Martin began to engage Brightman for position and was all over his bumper on lap 46. Brightman came loose in turn two and Martin took advantage. One lap later, Kyle Casper spun in turn two. Houlihan went pitside on the caution. Astle was away on the restart and Belsito went under Spencer. Ryan Lineham earnestly on the attack went three wide in the middle of the pack.
Brightman spun in turn four and went to the pits for some repairs as did Dick Houlihan. On the restart, Scully got under Darling for a debate over position but Darling held on and moved away. The nine leading cars were in position for the finish save for a brief exchange where Darling moved Spencer to third with three remaining. With two to go, Brightman passed Bob Hussey for tenth on the evening.
Sixth through tenth went to Kevin Casper, Lineahm, Martin, Folan and Brightman.
It was Astle’s first win on the season and his 75th career win. When asked how he felt about the big number, the six-time champion replied: “Makes me feel old!”


John Paiva returned after a week off and showed that he wasn’t rusty at all, with a strong, 25-lap win in Sport trucks. Paiva led from lap 12 onward, holding off chief rival Rob Murphy through the final 12 laps. Rookie Eric LeBrun led the first six circuits, holding off Chase Belcher until Belcher took the lead. Belcher’s lap 12 spin necessitated a push start and he retired to the pits for the remainder of the race. Paiva took over the lead and fended off Murphy for the remaining distance. LeBrun claimed third ahead of David Lougee and Mike Duarte.
LeBrun came off the pole into the lead with a grand leap forward. Belcher drove into second from the outside of the second row. LeBrun had a four-car lead on the second circuit, ahead of Belcher, Duarte, Paiva and Murphy. Belcher began to close, however, on lap four. Belcher looked underneath for the pass and LeBrun pushed a little harder getting loose and very high in the corners, allowing Belcher to get through underneath. Duarte followed through into second. But Paiva was moving forward and by lap ten, he was past LeBrun and Duarte onto Belcher’s bumper.
Paiva nosed under and Belcher dropped to slam the door, but caught Paiva’s nose and threw himself into a spin. Paiva braked hard to avoid and narrowly missed Belcher.
On the restart attempt, Belcher spun once again, signaling some mechanical problems and he retired for the evening. Now Duarte was on Paiva’s outside and Murphy on his bumper for the restart. Paiva was away with Murphy on his bumper.

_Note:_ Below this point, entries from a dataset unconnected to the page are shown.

//! Plain text row with an integer key

use std::cmp::Ordering;

use super::{Object, ObjectClass, OBJECT_CLASS};
use crate::crt::{self, color::ColorElement};
use crate::rich_string::RichString;

pub static LIST_ITEM_CLASS: ObjectClass = ObjectClass::new(
    "ListItem",
    Some(&OBJECT_CLASS),
    Some(list_item_display),
    Some(list_item_delete),
    Some(list_item_compare),
);

#[derive(Clone, Debug, PartialEq, Eq)]
pub struct ListItem {
    pub value: String,
    pub key: i32,
}

crate::impl_object!(ListItem, LIST_ITEM_CLASS);

impl ListItem {
    pub fn new(value: impl Into<String>, key: i32) -> Self {
        Self {
            value: value.into(),
            key,
        }
    }

    /// Append text to the value, separated by a space
    pub fn append(&mut self, text: &str) {
        if !self.value.is_empty() {
            self.value.push(' ');
        }
        self.value.push_str(text);
    }
}

fn list_item_display(obj: &dyn Object, out: &mut RichString) {
    let Some(item) = obj.downcast_ref::<ListItem>() else {
        return;
    };
    let attr = crt::colors().attr(ColorElement::DefaultColor);
    out.append(attr, &item.value);
}

fn list_item_delete(obj: Box<dyn Object>) {
    drop(obj.downcast::<ListItem>());
}

fn list_item_compare(a: &dyn Object, b: &dyn Object) -> Ordering {
    match (a.downcast_ref::<ListItem>(), b.downcast_ref::<ListItem>()) {
        (Some(a), Some(b)) => a.value.cmp(&b.value),
        _ => Ordering::Equal,
    }
}
//! monterm - color role browser
//!
//! Brings up the terminal runtime and lists every semantic color role of
//! the dashboard with a live sample, so palettes and key remaps can be
//! checked on a real terminal.
//!
//! # Keybindings
//!
//! | Key | Action |
//! |-----|--------|
//! | Up/Down, PgUp/PgDn, Home/End | Move selection |
//! | Left/Right | Scroll horizontally |
//! | Enter / click | Inspect role |
//! | / | Search |
//! | q, F10 | Quit |

use std::env;

use anyhow::Context;
use tracing::{error, info, Level};
use tracing_subscriber::FmtSubscriber;

use monterm::config::Config;
use monterm::crt::backend::TerminalBackend;
use monterm::crt::color::{Attr, ColorElement, ColorScheme, Emphasis};
use monterm::crt::keys::{Key, MouseMask};
use monterm::crt::Crt;
use monterm::error::{CrtError, Result as CrtResult};
use monterm::object::{self, ListItem, Object};
use monterm::rich_string::RichString;

/// Version string from Cargo.toml
const VERSION: &str = env!("CARGO_PKG_VERSION");

/// Width of the role name column
const NAME_WIDTH: usize = 26;

/// Command line overrides
#[derive(Default)]
struct Options {
    delay: Option<u32>,
    color_scheme: Option<ColorScheme>,
    no_color: bool,
    verbose: bool,
}

fn print_version() {
    eprintln!("monterm {}", VERSION);
}

fn print_help() {
    eprintln!("monterm {} - terminal runtime color role browser", VERSION);
    eprintln!();
    eprintln!("Usage: monterm [OPTIONS]");
    eprintln!();
    eprintln!("Options:");
    eprintln!("  -d, --delay <N>       Refresh delay in tenths of a second");
    eprintln!("  -s, --scheme <ID>     Color scheme id");
    eprintln!("  -C, --no-color        Use the monochrome scheme");
    eprintln!("  -v, --verbose         Debug logging");
    eprintln!("  -V, --version         Show version");
    eprintln!("  -h, --help            Show this help");
    eprintln!();
    eprintln!("Configuration: ~/.monterm/config.toml");
    eprintln!("Log file:      ~/.monterm/monterm.log");
}

fn parse_args() -> Result<Options, String> {
    let args: Vec<String> = env::args().collect();
    let mut options = Options::default();
    let mut i = 1;

    while i < args.len() {
        match args[i].as_str() {
            "-h" | "--help" => {
                print_help();
                std::process::exit(0);
            }
            "-V" | "--version" => {
                print_version();
                std::process::exit(0);
            }
            "-d" | "--delay" => {
                i += 1;
                let value = args.get(i).ok_or("Missing delay argument")?;
                let delay = value
                    .parse()
                    .map_err(|_| format!("Invalid delay: {}", value))?;
                options.delay = Some(delay);
            }
            "-s" | "--scheme" => {
                i += 1;
                let value = args.get(i).ok_or("Missing scheme argument")?;
                let id = value
                    .parse()
                    .map_err(|_| format!("Invalid scheme: {}", value))?;
                options.color_scheme = Some(ColorScheme(id));
            }
            "-C" | "--no-color" => {
                options.no_color = true;
            }
            "-v" | "--verbose" => {
                options.verbose = true;
            }
            arg => {
                return Err(format!("Unknown argument: {}. Use -h for help.", arg));
            }
        }
        i += 1;
    }

    Ok(options)
}

fn init_logging(verbose: bool) {
    let log_path = Config::config_dir()
        .map(|dir| dir.join("monterm.log"))
        .unwrap_or_else(|| std::path::PathBuf::from("monterm.log"));

    let log_file = std::fs::OpenOptions::new()
        .create(true)
        .append(true)
        .open(&log_path)
        .ok();

    if let Some(file) = log_file {
        let level = if verbose { Level::DEBUG } else { Level::INFO };
        let subscriber = FmtSubscriber::builder()
            .with_max_level(level)
            .with_writer(std::sync::Mutex::new(file))
            .with_ansi(false)
            .finish();
        let _ = tracing::subscriber::set_global_default(subscriber);
    }
}

fn main() -> anyhow::Result<()> {
    let options = match parse_args() {
        Ok(o) => o,
        Err(e) => {
            eprintln!("Error: {}", e);
            eprintln!("Use --help for usage information");
            std::process::exit(1);
        }
    };

    init_logging(options.verbose);
    info!("monterm {} starting...", VERSION);

    let mut config = Config::load();
    if let Some(delay) = options.delay {
        config.delay = delay;
    }
    if let Some(scheme) = options.color_scheme {
        config.color_scheme = scheme;
    }
    if options.no_color {
        config.color_scheme = ColorScheme::MONOCHROME;
    }

    run(config)
}

fn run(config: Config) -> anyhow::Result<()> {
    let mut crt =
        Crt::init(config.delay, config.color_scheme).context("Failed to initialize terminal")?;
    if !config.mouse {
        crt.set_mouse_mask(MouseMask::empty())?;
    }

    let mut browser = Browser::new();
    loop {
        if let Err(e) = browser.draw(&mut crt, None) {
            abort_on(crt, "monterm: cannot draw", e);
        }

        let key = match crt.get_key() {
            Ok(Some(key)) => key,
            Ok(None) => {
                crt.enable_delay();
                continue;
            }
            Err(e) => abort_on(crt, "monterm: cannot read input", e),
        };
        // Drain typeahead without waiting between keys
        crt.disable_delay();

        match browser.handle_key(&mut crt, key) {
            Ok(true) => {}
            Ok(false) => break,
            Err(e) => abort_on(crt, "monterm: terminal error", e),
        }
    }

    browser.close();
    crt.done();
    info!("monterm exiting");
    Ok(())
}

/// Scrollable list of color roles
struct Browser {
    rows: Vec<Box<dyn Object>>,
    selected: usize,
    top: usize,
    h_offset: usize,
}

impl Browser {
    fn new() -> Self {
        let mut rows: Vec<Box<dyn Object>> = ColorElement::ALL
            .iter()
            .enumerate()
            .map(|(index, role)| {
                Box::new(ListItem::new(format!("{:?}", role), index as i32)) as Box<dyn Object>
            })
            .collect();
        rows.sort_by(|a, b| object::compare(a.as_ref(), b.as_ref()));

        #[cfg(debug_assertions)]
        assert!(rows
            .iter()
            .all(|row| object::is_a(row.as_ref(), &object::LIST_ITEM_CLASS)));

        Self {
            rows,
            selected: 0,
            top: 0,
            h_offset: 0,
        }
    }

    fn role_at(&self, index: usize) -> Option<ColorElement> {
        let item = self.rows.get(index)?.downcast_ref::<ListItem>()?;
        ColorElement::ALL.get(item.key as usize).copied()
    }

    fn body_height<B: TerminalBackend>(crt: &Crt<B>) -> CrtResult<usize> {
        let (_, rows) = crt.size()?;
        Ok(usize::from(rows.saturating_sub(2)).max(1))
    }

    fn draw<B: TerminalBackend>(&mut self, crt: &mut Crt<B>, status: Option<&RichString>) -> CrtResult<()> {
        let (cols, rows) = crt.size()?;
        let height = Self::body_height(crt)?;
        if self.selected < self.top {
            self.top = self.selected;
        } else if self.selected >= self.top + height {
            self.top = self.selected + 1 - height;
        }

        crt.clear()?;

        let mut header = RichString::new();
        let title = format!("{:<width$}", " Role", width = NAME_WIDTH + 1);
        header.append(crt.attr(ColorElement::PanelHeaderFocus), &title);
        header.append(
            crt.attr(ColorElement::PanelHeaderFocus),
            &format!("{:<width$}", "Sample", width = usize::from(cols).saturating_sub(title.len())),
        );
        crt.draw(0, 0, &header)?;

        for (offset, index) in (self.top..self.rows.len()).take(height).enumerate() {
            let mut line = RichString::with_capacity(usize::from(cols));
            line.push(Attr::NORMAL, ' ');
            object::display(self.rows[index].as_ref(), &mut line);
            while line.len() <= NAME_WIDTH {
                line.push(Attr::NORMAL, ' ');
            }
            if let Some(role) = self.role_at(index) {
                line.append(crt.attr(role), &describe(crt.attr(role)));
            }
            if index == self.selected {
                line.set_attr(crt.attr(ColorElement::PanelHighlightFocus));
            }
            crt.draw(offset as u16 + 1, 0, &scrolled(&line, self.h_offset))?;
        }

        let bottom = rows.saturating_sub(1);
        match status {
            Some(status) => crt.draw(bottom, 0, status)?,
            None => {
                let bar = function_bar(crt);
                crt.draw(bottom, 0, &bar)?;
            }
        }
        crt.refresh()
    }

    /// Returns false when the browser should exit
    fn handle_key<B: TerminalBackend>(&mut self, crt: &mut Crt<B>, key: Key) -> CrtResult<bool> {
        let last = self.rows.len().saturating_sub(1);
        let page = Self::body_height(crt)?;
        match key {
            Key::Char('q') | Key::F(10) => return Ok(false),
            Key::Up => self.selected = self.selected.saturating_sub(1),
            Key::Down => self.selected = (self.selected + 1).min(last),
            Key::PageUp => self.selected = self.selected.saturating_sub(page),
            Key::PageDown => self.selected = (self.selected + page).min(last),
            Key::Home => self.selected = 0,
            Key::End => self.selected = last,
            Key::Left => {
                self.h_offset = self.h_offset.saturating_sub(usize::from(crt.scroll_h_amount()))
            }
            Key::Right => self.h_offset += usize::from(crt.scroll_h_amount()),
            Key::Enter => self.inspect(crt)?,
            Key::Char('/') => self.search(crt)?,
            Key::Mouse(event) if event.bstate.contains(MouseMask::BUTTON1_CLICKED) => {
                let row = usize::from(event.row);
                if let Some(index) = clicked_row(self.top, row, page, self.rows.len()) {
                    self.selected = index;
                    self.inspect(crt)?;
                }
            }
            _ => {}
        }
        Ok(true)
    }

    /// Show the selected role's attribute until a key is pressed
    fn inspect<B: TerminalBackend>(&mut self, crt: &mut Crt<B>) -> CrtResult<()> {
        let Some(role) = self.role_at(self.selected) else {
            return Ok(());
        };
        let mut status = RichString::new();
        status.append(crt.attr(ColorElement::HelpBold), &format!("{:?}", role));
        status.append(Attr::NORMAL, ": ");
        status.append(crt.attr(role), &describe(crt.attr(role)));
        status.append(Attr::NORMAL, "  (press any key)");
        self.draw(crt, Some(&status))?;
        crt.read_key()?;
        Ok(())
    }

    /// Incremental search on role names
    fn search<B: TerminalBackend>(&mut self, crt: &mut Crt<B>) -> CrtResult<()> {
        const PROMPT: &str = "Search: ";
        let start = self.selected;
        let mut query = String::new();
        let mut found = true;

        loop {
            let mut status = RichString::new();
            status.append(crt.attr(ColorElement::FunctionKey), PROMPT);
            let query_attr = if found {
                crt.attr(ColorElement::FunctionBar)
            } else {
                crt.attr(ColorElement::FailedSearch)
            };
            status.append(query_attr, &query);

            let (_, rows) = crt.size()?;
            self.draw(crt, Some(&status))?;
            crt.set_cursor_column((PROMPT.len() + query.chars().count()) as u16);
            crt.show_cursor(rows.saturating_sub(1))?;
            crt.refresh()?;

            match crt.read_key()? {
                Key::Enter => break,
                Key::Esc => {
                    self.selected = start;
                    break;
                }
                Key::Backspace => {
                    query.pop();
                }
                Key::Char(ch) if !ch.is_control() => query.push(ch),
                _ => continue,
            }
            found = self.find(&query).map(|index| self.selected = index).is_some();
        }

        crt.hide_cursor()
    }

    fn find(&self, query: &str) -> Option<usize> {
        let needle = query.to_lowercase();
        (0..self.rows.len()).find(|&index| {
            self.rows[index]
                .downcast_ref::<ListItem>()
                .map_or(false, |item| item.value.to_lowercase().contains(&needle))
        })
    }

    fn close(self) {
        for row in self.rows {
            object::delete(row);
        }
    }
}

fn function_bar<B: TerminalBackend>(crt: &Crt<B>) -> RichString {
    let mut bar = RichString::new();
    for (key, label) in [("Enter", "Inspect "), ("/", "Search "), ("q", "Quit ")] {
        bar.append(crt.attr(ColorElement::FunctionKey), key);
        bar.append(crt.attr(ColorElement::FunctionBar), label);
    }
    bar
}

/// List index under screen row `row`. Row 0 is the header and rows past
/// the body belong to the function bar.
fn clicked_row(top: usize, row: usize, body_height: usize, len: usize) -> Option<usize> {
    if row == 0 || row > body_height {
        return None;
    }
    let index = top + row - 1;
    (index < len).then_some(index)
}

/// Restore the terminal and exit, reporting the error that caused it
fn abort_on<B: TerminalBackend>(crt: Crt<B>, note: &str, err: CrtError) -> ! {
    error!("{}: {}", note, err);
    match err {
        CrtError::Io(io_err) => crt.fatal_io_error(note, &io_err),
        _ => crt.fatal_error(note),
    }
}

fn describe(attr: Attr) -> String {
    let mut text = match attr.pair {
        Some(pair) => format!("pair {:>2} {:?} on {:?}", pair.id(), pair.fg, pair.bg),
        None => "terminal default".to_string(),
    };
    if attr.emphasis.contains(Emphasis::BOLD) {
        text.push_str(" +bold");
    }
    if attr.emphasis.contains(Emphasis::BLINK) {
        text.push_str(" +blink");
    }
    text
}

fn scrolled(line: &RichString, offset: usize) -> RichString {
    let mut out = RichString::with_capacity(line.len().saturating_sub(offset));
    for cell in line.cells().iter().skip(offset) {
        out.push(cell.attr, cell.ch);
    }
    out
}
//! Signal-driven teardown
//!
//! Handlers here run in interrupt context. They may only touch atomics,
//! the termios snapshot taken before raw mode, and `write(2)` with static
//! buffers. [`emergency_restore`] is the one restore routine they share;
//! anything added to it must stay allocation-free and lock-free.

use std::io;
use std::mem::MaybeUninit;
use std::sync::atomic::{AtomicBool, Ordering};
use std::sync::OnceLock;

use signal_hook::consts::signal::SIGTERM;
use signal_hook::SigId;

/// Show cursor, reset attributes, stop mouse reporting, leave the alternate screen
pub const RESTORE_SEQUENCE: &[u8] =
    b"\x1b[0m\x1b[?1006l\x1b[?1015l\x1b[?1003l\x1b[?1002l\x1b[?1000l\x1b[?25h\x1b[?1049l";

#[cfg(target_os = "linux")]
pub const CRASH_REPORT: &str = concat!(
    "\n\nmonterm ",
    env!("CARGO_PKG_VERSION"),
    " aborting. Please report bug at https://github.com/user/monterm\n"
);

#[cfg(not(target_os = "linux"))]
pub const CRASH_REPORT: &str = concat!(
    "\n\nmonterm ",
    env!("CARGO_PKG_VERSION"),
    " aborting. Unsupported platform.\n"
);

#[cfg(all(target_os = "linux", target_env = "gnu"))]
const BACKTRACE_INTRO: &str = "\n Please include in your report the following backtrace: \n";

#[cfg(all(target_os = "linux", target_env = "gnu"))]
const BACKTRACE_HELP: &str = concat!(
    "\nAdditionally, in order to make the above backtrace useful,",
    "\nplease also run the following command to generate a disassembly of your binary:",
    "\n\n   objdump -d `which monterm` > ~/monterm.objdump",
    "\n\nand then attach the file ~/monterm.objdump to your bug report.",
    "\n\nThank you for helping to improve monterm!\n\n"
);

#[cfg(all(target_os = "linux", target_env = "gnu"))]
const MAX_FRAMES: usize = 128;

static SAVED_TERMIOS: OnceLock<libc::termios> = OnceLock::new();
static ARMED: AtomicBool = AtomicBool::new(false);
static RESTORED: AtomicBool = AtomicBool::new(false);

/// Snapshot the cooked-mode termios of stdin and arm the emergency restore.
///
/// Must run before the terminal enters raw mode.
pub fn capture_terminal_modes() -> io::Result<()> {
    let mut termios = MaybeUninit::<libc::termios>::uninit();
    // SAFETY: tcgetattr fills the struct on success.
    if unsafe { libc::tcgetattr(libc::STDIN_FILENO, termios.as_mut_ptr()) } != 0 {
        return Err(io::Error::last_os_error());
    }
    // SAFETY: initialized by the successful tcgetattr above.
    let _ = SAVED_TERMIOS.set(unsafe { termios.assume_init() });
    arm();
    Ok(())
}

fn arm() {
    RESTORED.store(false, Ordering::SeqCst);
    ARMED.store(true, Ordering::SeqCst);
}

/// The normal teardown path restored the terminal; handlers become no-ops.
pub fn disarm() {
    ARMED.store(false, Ordering::SeqCst);
}

/// Put the terminal back into cooked mode with a visible cursor.
///
/// Async-signal-safe. Runs at most once per arm.
pub fn emergency_restore() {
    if !ARMED.load(Ordering::SeqCst) || RESTORED.swap(true, Ordering::SeqCst) {
        return;
    }
    if let Some(termios) = SAVED_TERMIOS.get() {
        // SAFETY: tcsetattr is async-signal-safe; `termios` is a valid snapshot.
        unsafe {
            libc::tcsetattr(libc::STDIN_FILENO, libc::TCSANOW, termios);
        }
    }
    write_all_raw(libc::STDOUT_FILENO, RESTORE_SEQUENCE);
}

fn write_all_raw(fd: libc::c_int, mut bytes: &[u8]) {
    while !bytes.is_empty() {
        // SAFETY: write(2) on a static buffer is async-signal-safe.
        let n = unsafe { libc::write(fd, bytes.as_ptr().cast(), bytes.len()) };
        if n <= 0 {
            return;
        }
        bytes = &bytes[n as usize..];
    }
}

fn handle_sigterm() {
    emergency_restore();
    signal_hook::low_level::exit(0);
}

extern "C" fn handle_sigsegv(_signal: libc::c_int) {
    emergency_restore();
    write_crash_report(libc::STDERR_FILENO);
    // SAFETY: abort is async-signal-safe and never returns.
    unsafe { libc::abort() }
}

/// Version banner, then the call stack where glibc can symbolize it.
fn write_crash_report(fd: libc::c_int) {
    write_all_raw(fd, CRASH_REPORT.as_bytes());

    #[cfg(all(target_os = "linux", target_env = "gnu"))]
    {
        write_all_raw(fd, BACKTRACE_INTRO.as_bytes());
        let mut frames = [std::ptr::null_mut::<libc::c_void>(); MAX_FRAMES];
        // SAFETY: `frames` holds MAX_FRAMES slots; backtrace_symbols_fd writes
        // straight to `fd` without allocating. libgcc is already loaded by
        // `preload_backtrace`.
        unsafe {
            let depth = libc::backtrace(frames.as_mut_ptr(), MAX_FRAMES as libc::c_int);
            libc::backtrace_symbols_fd(frames.as_ptr(), depth, fd);
        }
        write_all_raw(fd, BACKTRACE_HELP.as_bytes());
    }
}

/// The first `backtrace` call loads the unwinder, which allocates.
/// Do it here, outside signal context.
fn preload_backtrace() {
    #[cfg(all(target_os = "linux", target_env = "gnu"))]
    {
        let mut frames = [std::ptr::null_mut::<libc::c_void>(); 1];
        // SAFETY: one valid slot.
        unsafe {
            libc::backtrace(frames.as_mut_ptr(), 1);
        }
    }
}

/// Registered handlers; dropped back to their previous disposition by [`uninstall`](Self::uninstall).
pub struct SignalHandlers {
    sigterm: SigId,
    previous_sigsegv: Option<libc::sigaction>,
}

/// Install the SIGTERM handler and, outside diagnostic builds, the SIGSEGV handler.
pub fn install() -> io::Result<SignalHandlers> {
    // SAFETY: the action only calls async-signal-safe functions.
    let sigterm = unsafe { signal_hook::low_level::register(SIGTERM, handle_sigterm)? };

    let previous_sigsegv = if cfg!(debug_assertions) {
        None
    } else {
        match install_sigsegv() {
            Ok(previous) => Some(previous),
            Err(err) => {
                let _ = signal_hook::low_level::unregister(sigterm);
                return Err(err);
            }
        }
    };

    Ok(SignalHandlers {
        sigterm,
        previous_sigsegv,
    })
}

fn install_sigsegv() -> io::Result<libc::sigaction> {
    preload_backtrace();

    // SAFETY: zeroed sigaction is a valid "no flags, empty mask" value.
    let mut action: libc::sigaction = unsafe { std::mem::zeroed() };
    action.sa_sigaction = handle_sigsegv as extern "C" fn(libc::c_int) as libc::sighandler_t;
    action.sa_flags = libc::SA_RESETHAND;
    let mut previous: libc::sigaction = unsafe { std::mem::zeroed() };

    // SAFETY: both structs are valid for the duration of the calls.
    let rc = unsafe {
        libc::sigemptyset(&mut action.sa_mask);
        libc::sigaction(libc::SIGSEGV, &action, &mut previous)
    };
    if rc != 0 {
        return Err(io::Error::last_os_error());
    }
    Ok(previous)
}

impl SignalHandlers {
    pub fn uninstall(self) {
        let _ = signal_hook::low_level::unregister(self.sigterm);
        if let Some(previous) = self.previous_sigsegv {
            // SAFETY: restoring the disposition saved at install time.
            unsafe {
                libc::sigaction(libc::SIGSEGV, &previous, std::ptr::null_mut());
            }
        }
    }
}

Duarte settled into third ahead of LeBrun and Lougee, who were jousting for fourth. Paiva got a three-car lead for breathing room as the field stretched out single file.
At mid-pack, points leader Mike Cavallaro worked with a replacement truck from Jim Hawkins, who offered it after Mike’s truck was crushed in a meeting with the wall the previous week. Cavallaro was pushing to maintain eighth place with the unfamiliar vehicle. He followed Darryl Chruch, Joe Fortin and Duarte.
Lap eighteen saw Duarte rush up to Murphy’s bumper for a pass but was forced to back off. With five to go, Russ Bourges was around on the backstretch. Paiva and Murphy came away door-to-door. Shawn DeMello got sideways on the start but managed a miracle save to keep running. Paiva was able to clear into the lead out of turn four and Murphy settled in with LeBrun, Lougee and Duarte following. Cavallaro got by Lenny Guy as Paiva improved his advantage to four cars.
They wound through to the checkers with Paiva gaining the victory lap. Rounding out the top ten were Fortin, Church, Cavallaro, Guy and Mike Lopes.